§ WHAT THE TASK REQUIRES
Here the job is to return only the lines of the material, exactly, from the first one to the line with "use crate::domain::DomainEvent;".

§ SUPPLIED DATA

//! In-memory adapters for tests and offline runs

use async_trait::async_trait;
use chrono::NaiveDateTime;
use parking_lot::{Mutex, RwLock};
use rust_decimal::Decimal;
use std::collections::{HashMap, HashSet};

use crate::domain::aggregates::{CalendarEvent, EventContact};
use crate::domain::DomainEvent;
use crate::error::{SmsError, SmsResult};
use crate::ports::outbound::{
    CalendarSource, CustomerLookup, EventPublisher, GatewayResponse, RateLookup, SenderDirectory, SmsGateway,
};

/// Message accepted by [`InMemoryGateway`]
#[derive(Clone, Debug, PartialEq, Eq)]
pub struct SentMessage {
    pub to: String,
    pub message: String,
    pub sender: Option<String>,
}

/// Gateway that records every message and refuses configured numbers
pub struct InMemoryGateway {
    credits: Mutex<f64>,
    sent: RwLock<Vec<SentMessage>>,
    refused: RwLock<HashSet<String>>,
    offline: bool,
}

impl InMemoryGateway {
    pub fn new(credits: f64) -> Self {
        Self {
            credits: Mutex::new(credits),
            sent: RwLock::new(vec![]),
            refused: RwLock::new(HashSet::new()),
            offline: false,
        }
    }

    /// Every call fails at the transport level
    pub fn offline() -> Self {
        Self { offline: true, ..Self::new(0.0) }
    }

    /// Messages to `number` come back with `success == false`
    pub fn refuse(&self, number: impl Into<String>) {
        self.refused.write().insert(number.into());
    }

    pub fn sent(&self) -> Vec<SentMessage> {
        self.sent.read().clone()
    }

    fn check_online(&self) -> SmsResult<()> {
        if self.offline {
            return Err(SmsError::Gateway("gateway unreachable".into()));
        }
        Ok(())
    }
}

impl Default for InMemoryGateway {
    fn default() -> Self {
        Self::new(100.0)
    }
}

#[async_trait]
impl SmsGateway for InMemoryGateway {
    async fn test_connection(&self) -> SmsResult<GatewayResponse> {
        self.check_online()?;
        Ok(GatewayResponse {
            status: Some("enable".into()),
            service_name: Some("sms-memory".into()),
            credits: Some(*self.credits.lock()),
            ..GatewayResponse::ok("connection ok")
        })
    }

    async fn balance(&self) -> SmsResult<GatewayResponse> {
        self.check_online()?;
        Ok(GatewayResponse {
            credits: Some(*self.credits.lock()),
            ..GatewayResponse::ok("balance retrieved")
        })
    }

    async fn send(&self, message: &str, to: &str, sender: Option<&str>) -> SmsResult<GatewayResponse> {
        self.check_online()?;
        if self.refused.read().contains(to) {
            return Ok(GatewayResponse::failure(format!("receiver {} refused", to)));
        }

        let mut credits = self.credits.lock();
        if *credits < 1.0 {
            return Ok(GatewayResponse::failure("not enough credits"));
        }
        *credits -= 1.0;

        let mut sent = self.sent.write();
        sent.push(SentMessage {
            to: to.to_string(),
            message: message.to_string(),
            sender: sender.map(str::to_string),
        });

        let mut response = GatewayResponse::ok(format!("message sent to {}", to));
        response.sender_used = sender.map(str::to_string);
        response.sms_id = Some(sent.len().to_string());
        Ok(response)
    }
}

/// Sender registry; names in `rejected` cannot be created
#[derive(Default)]
pub struct InMemorySenderDirectory {
    senders: RwLock<Vec<String>>,
    rejected: HashSet<String>,
}

impl InMemorySenderDirectory {
    pub fn new(senders: impl IntoIterator<Item = impl Into<String>>) -> Self {
        Self {
            senders: RwLock::new(senders.into_iter().map(Into::into).collect()),
            rejected: HashSet::new(),
        }
    }

    pub fn rejecting(mut self, name: impl Into<String>) -> Self {
        self.rejected.insert(name.into());
        self
    }
}

#[async_trait]
impl SenderDirectory for InMemorySenderDirectory {
    async fn list_senders(&self) -> SmsResult<Vec<String>> {
        Ok(self.senders.read().clone())
    }

    async fn create_sender(&self, name: &str, _description: &str) -> SmsResult<GatewayResponse> {
        if self.rejected.contains(name) {
            return Ok(GatewayResponse::failure(format!("sender '{}' refused", name)));
        }
        let mut senders = self.senders.write();
        if !senders.iter().any(|s| s == name) {
            senders.push(name.to_string());
        }
        Ok(GatewayResponse::ok(format!("sender '{}' created", name)))
    }
}

/// Fixed valuation rates by item code
#[derive(Default)]
pub struct StaticRateLookup {
    rates: HashMap<String, Decimal>,
    failing: HashSet<String>,
}

impl StaticRateLookup {
    pub fn new() -> Self {
        Self::default()
    }

    pub fn with_rate(mut self, item_code: impl Into<String>, rate: Decimal) -> Self {
        self.rates.insert(item_code.into(), rate);
        self
    }

    /// Lookups for `item_code` return an error
    pub fn failing_for(mut self, item_code: impl Into<String>) -> Self {
        self.failing.insert(item_code.into());
        self
    }
}

#[async_trait]
impl RateLookup for StaticRateLookup {
    async fn valuation_rate(&self, item_code: &str) -> SmsResult<Option<Decimal>> {
        if self.failing.contains(item_code) {
            return Err(SmsError::Lookup(format!("valuation unavailable for {}", item_code)));
        }
        Ok(self.rates.get(item_code).copied())
    }
}

/// Fixed mobile numbers by customer
#[derive(Default)]
pub struct StaticCustomerLookup {
    mobiles: HashMap<String, String>,
    failing: HashSet<String>,
}

impl StaticCustomerLookup {
    pub fn new() -> Self {
        Self::default()
    }

    pub fn with_mobile(mut self, customer: impl Into<String>, mobile: impl Into<String>) -> Self {
        self.mobiles.insert(customer.into(), mobile.into());
        self
    }

    /// Lookups for `customer` return an error
    pub fn failing_for(mut self, customer: impl Into<String>) -> Self {
        self.failing.insert(customer.into());
        self
    }
}

#[async_trait]
impl CustomerLookup for StaticCustomerLookup {
    async fn mobile(&self, customer: &str) -> SmsResult<Option<String>> {
        if self.failing.contains(customer) {
            return Err(SmsError::Lookup(format!("customer {} unavailable", customer)));
        }
        Ok(self.mobiles.get(customer).cloned())
    }
}

/// Calendar with fixed events and participants
#[derive(Default)]
pub struct InMemoryCalendar {
    events: Vec<CalendarEvent>,
    participants: HashMap<String, Vec<EventContact>>,
    failing: HashSet<String>,
}

impl InMemoryCalendar {
    pub fn new() -> Self {
        Self::default()
    }

    pub fn with_event(mut self, event: CalendarEvent, participants: Vec<EventContact>) -> Self {
        self.participants.insert(event.name.clone(), participants);
        self.events.push(event);
        self
    }

    /// Participant lookups for `event_name` return an error
    pub fn failing_participants_for(mut self, event_name: impl Into<String>) -> Self {
        self.failing.insert(event_name.into());
        self
    }
}

#[async_trait]
impl CalendarSource for InMemoryCalendar {
    async fn events_starting_between(
        &self,
        start: NaiveDateTime,
        end: NaiveDateTime,
    ) -> SmsResult<Vec<CalendarEvent>> {
        Ok(self
            .events
            .iter()
            .filter(|e| e.starts_on >= start && e.starts_on <= end)
            .cloned()
            .collect())
    }

    async fn participants(&self, event_name: &str) -> SmsResult<Vec<EventContact>> {
        if self.failing.contains(event_name) {
            return Err(SmsError::Lookup(format!("participants of {} unavailable", event_name)));
        }
        Ok(self.participants.get(event_name).cloned().unwrap_or_default())
    }
}

/// Collects published events
#[derive(Default)]
pub struct InMemoryEventPublisher {
    events: RwLock<Vec<DomainEvent>>,
}

impl InMemoryEventPublisher {
    pub fn new() -> Self {
        Self::default()
    }

    pub fn published(&self) -> Vec<DomainEvent> {
        self.events.read().clone()
    }
}

#[async_trait]
impl EventPublisher for InMemoryEventPublisher {
    async fn publish(&self, events: Vec<DomainEvent>) -> SmsResult<()> {
        self.events.write().extend(events);
        Ok(())
    }
}

#[cfg(test)]
mod tests {
    use super::*;
    use rust_decimal_macros::dec;

    #[tokio::test]
    async fn test_gateway_records_and_spends_credits() {
        let gateway = InMemoryGateway::new(1.0);
        let first = gateway.send("hi", "+33612345678", Some("ACME")).await.unwrap();
        assert!(first.success);
        assert_eq!(first.sender_used.as_deref(), Some("ACME"));

        let second = gateway.send("hi", "+33612345678", None).await.unwrap();
        assert!(!second.success);
        assert_eq!(gateway.sent().len(), 1);
        assert_eq!(gateway.balance().await.unwrap().credits, Some(0.0));
    }

    #[tokio::test]
    async fn test_gateway_refusal_and_offline() {
        let gateway = InMemoryGateway::default();
        gateway.refuse("+33600000000");
        assert!(!gateway.send("x", "+33600000000", None).await.unwrap().success);

        let offline = InMemoryGateway::offline();
        assert!(matches!(offline.test_connection().await, Err(SmsError::Gateway(_))));
    }

    #[tokio::test]
    async fn test_sender_directory() {
        let directory = InMemorySenderDirectory::new(["ACME"]).rejecting("SMS");
        assert!(directory.create_sender("ERP", "").await.unwrap().success);
        assert!(!directory.create_sender("SMS", "").await.unwrap().success);
        assert_eq!(directory.list_senders().await.unwrap(), vec!["ACME", "ERP"]);
    }

    #[tokio::test]
    async fn test_static_lookups() {
        let rates = StaticRateLookup::new().with_rate("SKU-1", dec!(12.5)).failing_for("SKU-X");
        assert_eq!(rates.valuation_rate("SKU-1").await.unwrap(), Some(dec!(12.5)));
        assert_eq!(rates.valuation_rate("SKU-2").await.unwrap(), None);
        assert!(rates.valuation_rate("SKU-X").await.is_err());

        let customers = StaticCustomerLookup::new().with_mobile("C1", "0612345678");
        assert_eq!(customers.mobile("C1").await.unwrap().as_deref(), Some("0612345678"));
        assert_eq!(customers.mobile("C2").await.unwrap(), None);
    }
}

§ THE COMPLETED TASK
//! In-memory adapters for tests and offline runs

use async_trait::async_trait;
use chrono::NaiveDateTime;
use parking_lot::{Mutex, RwLock};
use rust_decimal::Decimal;
use std::collections::{HashMap, HashSet};

use crate::domain::aggregates::{CalendarEvent, EventContact};
use crate::domain::DomainEvent;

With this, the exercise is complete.